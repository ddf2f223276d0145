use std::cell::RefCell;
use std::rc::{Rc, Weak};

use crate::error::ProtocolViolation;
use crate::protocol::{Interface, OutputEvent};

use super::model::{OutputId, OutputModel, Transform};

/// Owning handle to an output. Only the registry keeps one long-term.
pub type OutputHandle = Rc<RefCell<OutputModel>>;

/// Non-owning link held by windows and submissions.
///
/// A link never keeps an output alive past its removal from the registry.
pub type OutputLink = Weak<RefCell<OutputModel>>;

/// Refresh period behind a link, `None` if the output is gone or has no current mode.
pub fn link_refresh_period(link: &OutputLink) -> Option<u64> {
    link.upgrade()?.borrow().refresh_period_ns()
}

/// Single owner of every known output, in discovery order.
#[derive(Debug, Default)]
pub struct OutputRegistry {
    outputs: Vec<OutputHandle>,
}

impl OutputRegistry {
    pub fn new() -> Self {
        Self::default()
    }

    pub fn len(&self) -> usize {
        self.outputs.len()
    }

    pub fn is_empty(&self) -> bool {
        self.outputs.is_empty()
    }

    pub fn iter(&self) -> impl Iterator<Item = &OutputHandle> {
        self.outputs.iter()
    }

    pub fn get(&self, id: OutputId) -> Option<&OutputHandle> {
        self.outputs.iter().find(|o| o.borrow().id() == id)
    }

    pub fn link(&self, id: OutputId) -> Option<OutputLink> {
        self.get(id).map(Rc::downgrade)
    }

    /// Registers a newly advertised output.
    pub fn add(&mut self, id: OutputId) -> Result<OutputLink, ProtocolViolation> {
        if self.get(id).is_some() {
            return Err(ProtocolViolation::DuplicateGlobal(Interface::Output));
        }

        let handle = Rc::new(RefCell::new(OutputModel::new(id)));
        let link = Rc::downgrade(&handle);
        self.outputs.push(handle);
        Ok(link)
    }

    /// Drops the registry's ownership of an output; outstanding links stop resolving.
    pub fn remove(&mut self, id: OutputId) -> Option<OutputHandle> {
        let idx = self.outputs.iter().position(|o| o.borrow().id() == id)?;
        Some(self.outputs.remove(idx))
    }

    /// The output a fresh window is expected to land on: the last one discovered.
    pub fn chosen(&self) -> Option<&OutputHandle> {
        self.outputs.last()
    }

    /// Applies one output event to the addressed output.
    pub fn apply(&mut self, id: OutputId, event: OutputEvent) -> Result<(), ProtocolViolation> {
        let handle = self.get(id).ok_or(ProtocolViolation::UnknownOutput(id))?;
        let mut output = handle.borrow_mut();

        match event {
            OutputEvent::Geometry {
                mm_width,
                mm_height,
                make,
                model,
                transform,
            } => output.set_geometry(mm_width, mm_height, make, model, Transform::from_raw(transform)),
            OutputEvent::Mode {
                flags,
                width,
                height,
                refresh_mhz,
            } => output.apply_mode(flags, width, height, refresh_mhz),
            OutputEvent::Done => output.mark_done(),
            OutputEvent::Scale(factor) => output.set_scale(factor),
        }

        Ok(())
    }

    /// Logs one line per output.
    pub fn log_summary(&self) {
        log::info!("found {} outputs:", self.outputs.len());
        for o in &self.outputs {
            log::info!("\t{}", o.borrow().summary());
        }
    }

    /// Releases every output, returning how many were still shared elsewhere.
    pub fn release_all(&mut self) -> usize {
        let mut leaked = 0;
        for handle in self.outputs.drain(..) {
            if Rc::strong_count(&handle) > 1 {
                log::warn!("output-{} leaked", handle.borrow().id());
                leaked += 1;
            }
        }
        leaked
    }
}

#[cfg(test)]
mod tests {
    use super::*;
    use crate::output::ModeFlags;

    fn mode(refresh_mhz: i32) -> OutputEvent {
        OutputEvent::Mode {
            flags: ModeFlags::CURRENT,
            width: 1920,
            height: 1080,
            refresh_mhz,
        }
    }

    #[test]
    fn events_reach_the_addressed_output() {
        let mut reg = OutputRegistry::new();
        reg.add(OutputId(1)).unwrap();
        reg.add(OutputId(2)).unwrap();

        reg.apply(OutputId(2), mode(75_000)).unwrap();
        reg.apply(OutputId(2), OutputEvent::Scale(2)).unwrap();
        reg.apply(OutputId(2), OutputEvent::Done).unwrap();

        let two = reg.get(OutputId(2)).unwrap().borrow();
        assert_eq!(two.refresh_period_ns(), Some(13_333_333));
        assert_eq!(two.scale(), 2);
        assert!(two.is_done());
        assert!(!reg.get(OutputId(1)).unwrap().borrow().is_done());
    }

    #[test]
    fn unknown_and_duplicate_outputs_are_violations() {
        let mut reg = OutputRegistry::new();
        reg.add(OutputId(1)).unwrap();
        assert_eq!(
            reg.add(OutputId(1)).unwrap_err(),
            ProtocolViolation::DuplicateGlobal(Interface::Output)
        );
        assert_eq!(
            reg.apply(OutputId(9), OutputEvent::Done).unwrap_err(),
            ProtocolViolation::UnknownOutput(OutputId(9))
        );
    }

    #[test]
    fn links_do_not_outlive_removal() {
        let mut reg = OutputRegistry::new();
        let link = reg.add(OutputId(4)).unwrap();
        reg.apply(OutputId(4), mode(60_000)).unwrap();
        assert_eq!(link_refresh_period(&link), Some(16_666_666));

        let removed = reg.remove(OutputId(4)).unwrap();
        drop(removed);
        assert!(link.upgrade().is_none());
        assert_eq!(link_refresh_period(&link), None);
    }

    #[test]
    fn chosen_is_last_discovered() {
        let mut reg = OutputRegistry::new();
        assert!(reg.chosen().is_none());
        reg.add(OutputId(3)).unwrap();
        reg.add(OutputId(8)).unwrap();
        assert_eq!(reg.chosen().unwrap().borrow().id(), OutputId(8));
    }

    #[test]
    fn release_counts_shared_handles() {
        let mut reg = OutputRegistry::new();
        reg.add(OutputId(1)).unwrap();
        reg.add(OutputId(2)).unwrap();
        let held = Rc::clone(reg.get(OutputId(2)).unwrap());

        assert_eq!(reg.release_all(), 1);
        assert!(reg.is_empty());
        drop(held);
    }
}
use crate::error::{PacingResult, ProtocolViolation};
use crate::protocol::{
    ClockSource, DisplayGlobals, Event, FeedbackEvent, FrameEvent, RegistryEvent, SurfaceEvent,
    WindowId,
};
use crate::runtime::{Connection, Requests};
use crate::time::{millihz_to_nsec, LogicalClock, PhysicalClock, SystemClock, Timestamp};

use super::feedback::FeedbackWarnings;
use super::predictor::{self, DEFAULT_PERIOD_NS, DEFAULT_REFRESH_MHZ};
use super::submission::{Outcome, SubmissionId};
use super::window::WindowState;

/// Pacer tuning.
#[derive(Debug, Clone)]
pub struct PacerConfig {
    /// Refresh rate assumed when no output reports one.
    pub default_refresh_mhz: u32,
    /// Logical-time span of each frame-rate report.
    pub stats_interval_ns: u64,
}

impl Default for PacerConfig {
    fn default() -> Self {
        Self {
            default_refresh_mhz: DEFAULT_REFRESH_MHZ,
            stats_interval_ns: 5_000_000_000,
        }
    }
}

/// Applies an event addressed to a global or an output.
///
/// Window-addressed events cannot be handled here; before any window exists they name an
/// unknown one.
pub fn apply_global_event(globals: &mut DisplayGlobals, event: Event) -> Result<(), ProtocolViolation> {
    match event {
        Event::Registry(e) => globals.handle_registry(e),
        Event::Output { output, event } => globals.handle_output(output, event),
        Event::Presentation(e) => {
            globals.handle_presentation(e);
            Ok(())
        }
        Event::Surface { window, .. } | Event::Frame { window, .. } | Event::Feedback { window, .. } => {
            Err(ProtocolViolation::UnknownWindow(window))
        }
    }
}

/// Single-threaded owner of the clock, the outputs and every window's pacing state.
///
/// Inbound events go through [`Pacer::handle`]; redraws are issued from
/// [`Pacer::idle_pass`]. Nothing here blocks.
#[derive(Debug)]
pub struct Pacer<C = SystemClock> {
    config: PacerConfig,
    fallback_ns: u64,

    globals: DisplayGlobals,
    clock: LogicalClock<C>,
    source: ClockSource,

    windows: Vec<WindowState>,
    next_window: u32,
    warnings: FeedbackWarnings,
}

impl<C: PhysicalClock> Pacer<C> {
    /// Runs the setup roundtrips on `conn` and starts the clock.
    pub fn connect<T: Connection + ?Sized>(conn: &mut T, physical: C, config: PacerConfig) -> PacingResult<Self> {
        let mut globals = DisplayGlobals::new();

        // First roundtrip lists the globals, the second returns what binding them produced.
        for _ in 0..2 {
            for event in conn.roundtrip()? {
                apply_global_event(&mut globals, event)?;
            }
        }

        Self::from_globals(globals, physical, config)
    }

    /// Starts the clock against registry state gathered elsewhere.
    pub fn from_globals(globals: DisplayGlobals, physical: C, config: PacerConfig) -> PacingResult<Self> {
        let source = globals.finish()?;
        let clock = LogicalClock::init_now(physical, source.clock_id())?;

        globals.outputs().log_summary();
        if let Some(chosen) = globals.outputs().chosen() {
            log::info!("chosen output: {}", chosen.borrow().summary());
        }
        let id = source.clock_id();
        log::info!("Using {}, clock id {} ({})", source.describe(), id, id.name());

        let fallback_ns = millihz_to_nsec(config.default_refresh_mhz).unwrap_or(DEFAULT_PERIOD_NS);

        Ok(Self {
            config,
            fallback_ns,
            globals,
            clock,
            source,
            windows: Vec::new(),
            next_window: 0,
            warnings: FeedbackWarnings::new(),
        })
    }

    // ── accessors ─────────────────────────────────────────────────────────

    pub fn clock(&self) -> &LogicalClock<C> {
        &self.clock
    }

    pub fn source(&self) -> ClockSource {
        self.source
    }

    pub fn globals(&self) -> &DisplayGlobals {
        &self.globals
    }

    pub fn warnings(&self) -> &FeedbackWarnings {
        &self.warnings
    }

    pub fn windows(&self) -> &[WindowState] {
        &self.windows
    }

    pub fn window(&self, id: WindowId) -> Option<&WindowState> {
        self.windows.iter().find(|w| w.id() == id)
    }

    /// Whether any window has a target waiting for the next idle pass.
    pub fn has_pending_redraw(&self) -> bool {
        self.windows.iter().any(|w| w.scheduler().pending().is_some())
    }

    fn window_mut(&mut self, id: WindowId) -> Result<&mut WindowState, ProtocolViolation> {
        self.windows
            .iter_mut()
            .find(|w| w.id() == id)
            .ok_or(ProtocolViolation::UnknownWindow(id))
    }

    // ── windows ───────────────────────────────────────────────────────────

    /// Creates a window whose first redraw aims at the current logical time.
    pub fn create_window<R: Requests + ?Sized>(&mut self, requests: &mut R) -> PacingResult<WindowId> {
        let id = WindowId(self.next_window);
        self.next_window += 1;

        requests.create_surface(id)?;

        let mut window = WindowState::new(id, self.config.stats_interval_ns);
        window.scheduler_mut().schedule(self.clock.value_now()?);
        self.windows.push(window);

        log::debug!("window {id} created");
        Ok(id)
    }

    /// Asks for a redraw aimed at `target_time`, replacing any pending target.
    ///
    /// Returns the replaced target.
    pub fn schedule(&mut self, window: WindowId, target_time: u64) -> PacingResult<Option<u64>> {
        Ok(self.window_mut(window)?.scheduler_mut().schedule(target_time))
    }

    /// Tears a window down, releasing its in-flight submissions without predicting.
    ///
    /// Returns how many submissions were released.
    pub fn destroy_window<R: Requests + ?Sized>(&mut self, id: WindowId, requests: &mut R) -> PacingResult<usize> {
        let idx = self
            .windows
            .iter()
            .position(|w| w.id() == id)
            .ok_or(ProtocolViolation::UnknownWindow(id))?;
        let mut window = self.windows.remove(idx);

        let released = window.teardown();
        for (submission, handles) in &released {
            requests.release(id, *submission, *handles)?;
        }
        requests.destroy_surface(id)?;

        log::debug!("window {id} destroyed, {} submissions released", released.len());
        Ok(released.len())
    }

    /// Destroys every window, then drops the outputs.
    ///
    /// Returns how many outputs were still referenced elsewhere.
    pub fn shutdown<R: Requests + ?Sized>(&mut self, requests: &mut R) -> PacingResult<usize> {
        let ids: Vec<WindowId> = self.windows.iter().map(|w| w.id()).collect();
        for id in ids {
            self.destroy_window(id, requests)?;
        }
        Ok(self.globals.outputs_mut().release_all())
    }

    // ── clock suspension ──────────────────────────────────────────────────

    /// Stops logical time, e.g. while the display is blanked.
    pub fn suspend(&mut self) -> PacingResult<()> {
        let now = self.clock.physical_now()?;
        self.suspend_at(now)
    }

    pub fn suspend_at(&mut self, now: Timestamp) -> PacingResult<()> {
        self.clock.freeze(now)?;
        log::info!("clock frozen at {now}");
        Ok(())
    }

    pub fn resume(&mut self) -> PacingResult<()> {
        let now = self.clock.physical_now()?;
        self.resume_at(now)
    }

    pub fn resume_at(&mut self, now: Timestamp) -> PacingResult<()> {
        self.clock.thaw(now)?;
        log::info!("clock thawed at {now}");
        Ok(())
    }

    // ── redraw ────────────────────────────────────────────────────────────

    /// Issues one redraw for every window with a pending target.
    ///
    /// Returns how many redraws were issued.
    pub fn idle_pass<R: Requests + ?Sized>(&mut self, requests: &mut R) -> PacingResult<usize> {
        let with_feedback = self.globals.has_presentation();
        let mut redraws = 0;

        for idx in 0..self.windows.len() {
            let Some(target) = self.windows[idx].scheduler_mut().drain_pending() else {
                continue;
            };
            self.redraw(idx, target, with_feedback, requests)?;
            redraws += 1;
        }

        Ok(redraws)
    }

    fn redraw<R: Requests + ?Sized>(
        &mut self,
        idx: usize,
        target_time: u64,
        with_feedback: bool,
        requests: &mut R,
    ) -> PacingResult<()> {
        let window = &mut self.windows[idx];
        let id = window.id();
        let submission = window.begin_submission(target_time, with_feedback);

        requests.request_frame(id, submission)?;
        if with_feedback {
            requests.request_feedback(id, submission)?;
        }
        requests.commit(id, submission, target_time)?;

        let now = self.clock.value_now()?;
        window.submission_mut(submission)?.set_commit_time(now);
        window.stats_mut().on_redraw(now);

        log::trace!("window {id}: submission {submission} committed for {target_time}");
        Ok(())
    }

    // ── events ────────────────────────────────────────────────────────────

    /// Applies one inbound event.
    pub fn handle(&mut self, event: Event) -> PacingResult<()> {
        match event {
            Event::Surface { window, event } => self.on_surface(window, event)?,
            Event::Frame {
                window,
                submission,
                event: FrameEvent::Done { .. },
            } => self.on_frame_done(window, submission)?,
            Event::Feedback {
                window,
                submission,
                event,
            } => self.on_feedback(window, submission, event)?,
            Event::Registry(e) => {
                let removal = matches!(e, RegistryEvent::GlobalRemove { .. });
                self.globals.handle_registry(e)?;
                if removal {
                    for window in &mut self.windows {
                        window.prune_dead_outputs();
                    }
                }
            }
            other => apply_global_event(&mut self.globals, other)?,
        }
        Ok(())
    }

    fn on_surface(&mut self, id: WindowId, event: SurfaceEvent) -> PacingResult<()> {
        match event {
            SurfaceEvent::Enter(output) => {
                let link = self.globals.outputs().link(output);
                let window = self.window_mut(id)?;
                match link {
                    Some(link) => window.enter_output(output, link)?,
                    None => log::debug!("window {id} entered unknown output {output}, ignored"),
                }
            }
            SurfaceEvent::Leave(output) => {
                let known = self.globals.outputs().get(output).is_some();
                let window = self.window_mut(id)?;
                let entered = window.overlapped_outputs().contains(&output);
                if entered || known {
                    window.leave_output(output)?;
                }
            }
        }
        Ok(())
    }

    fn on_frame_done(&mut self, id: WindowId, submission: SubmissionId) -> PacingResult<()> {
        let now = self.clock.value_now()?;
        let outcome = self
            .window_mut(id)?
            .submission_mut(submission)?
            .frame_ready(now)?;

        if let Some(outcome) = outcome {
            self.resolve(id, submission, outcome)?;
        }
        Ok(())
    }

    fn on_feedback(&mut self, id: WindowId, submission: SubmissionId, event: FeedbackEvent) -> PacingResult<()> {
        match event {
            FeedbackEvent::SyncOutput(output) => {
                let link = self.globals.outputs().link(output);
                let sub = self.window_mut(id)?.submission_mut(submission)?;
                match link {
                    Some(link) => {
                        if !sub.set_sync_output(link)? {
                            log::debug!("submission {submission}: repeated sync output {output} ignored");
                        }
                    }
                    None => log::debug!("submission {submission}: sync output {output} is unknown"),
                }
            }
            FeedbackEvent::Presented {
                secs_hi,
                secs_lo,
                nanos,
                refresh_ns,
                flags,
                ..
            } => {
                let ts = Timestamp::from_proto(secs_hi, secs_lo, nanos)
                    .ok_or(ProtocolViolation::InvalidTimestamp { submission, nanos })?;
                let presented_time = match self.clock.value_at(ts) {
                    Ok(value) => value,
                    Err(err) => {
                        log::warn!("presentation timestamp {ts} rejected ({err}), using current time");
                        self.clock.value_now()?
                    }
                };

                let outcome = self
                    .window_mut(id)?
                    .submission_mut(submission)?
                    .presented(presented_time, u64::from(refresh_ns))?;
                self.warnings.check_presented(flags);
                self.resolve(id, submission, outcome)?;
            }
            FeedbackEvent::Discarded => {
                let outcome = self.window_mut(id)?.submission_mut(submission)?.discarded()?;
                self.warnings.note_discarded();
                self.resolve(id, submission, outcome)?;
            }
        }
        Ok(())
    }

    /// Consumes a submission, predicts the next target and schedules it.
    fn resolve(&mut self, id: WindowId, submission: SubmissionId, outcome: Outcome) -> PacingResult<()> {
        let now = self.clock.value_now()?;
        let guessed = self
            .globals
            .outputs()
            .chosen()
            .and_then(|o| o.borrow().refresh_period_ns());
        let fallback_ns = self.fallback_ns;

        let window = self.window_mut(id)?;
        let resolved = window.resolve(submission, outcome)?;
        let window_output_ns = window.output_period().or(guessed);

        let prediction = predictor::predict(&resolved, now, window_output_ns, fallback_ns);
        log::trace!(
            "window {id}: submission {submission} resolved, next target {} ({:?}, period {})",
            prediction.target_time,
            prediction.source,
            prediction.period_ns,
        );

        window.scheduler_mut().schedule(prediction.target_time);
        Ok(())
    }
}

------------------------

Required work — Once you find the line containing "pub fn get(&self, id: OutputId)", stop: reproduce exactly that line and every line of the data before it, and nothing else.

Exercise solution —
repository ddf2f223276d0145
use std::cell::RefCell;
use std::rc::{Rc, Weak};

use crate::error::ProtocolViolation;
use crate::protocol::{Interface, OutputEvent};

use super::model::{OutputId, OutputModel, Transform};

/// Owning handle to an output. Only the registry keeps one long-term.
pub type OutputHandle = Rc<RefCell<OutputModel>>;

/// Non-owning link held by windows and submissions.
///
/// A link never keeps an output alive past its removal from the registry.
pub type OutputLink = Weak<RefCell<OutputModel>>;

/// Refresh period behind a link, `None` if the output is gone or has no current mode.
pub fn link_refresh_period(link: &OutputLink) -> Option<u64> {
    link.upgrade()?.borrow().refresh_period_ns()
}

/// Single owner of every known output, in discovery order.
#[derive(Debug, Default)]
pub struct OutputRegistry {
    outputs: Vec<OutputHandle>,
}

impl OutputRegistry {
    pub fn new() -> Self {
        Self::default()
    }

    pub fn len(&self) -> usize {
        self.outputs.len()
    }

    pub fn is_empty(&self) -> bool {
        self.outputs.is_empty()
    }

    pub fn iter(&self) -> impl Iterator<Item = &OutputHandle> {
        self.outputs.iter()
    }

    pub fn get(&self, id: OutputId) -> Option<&OutputHandle> {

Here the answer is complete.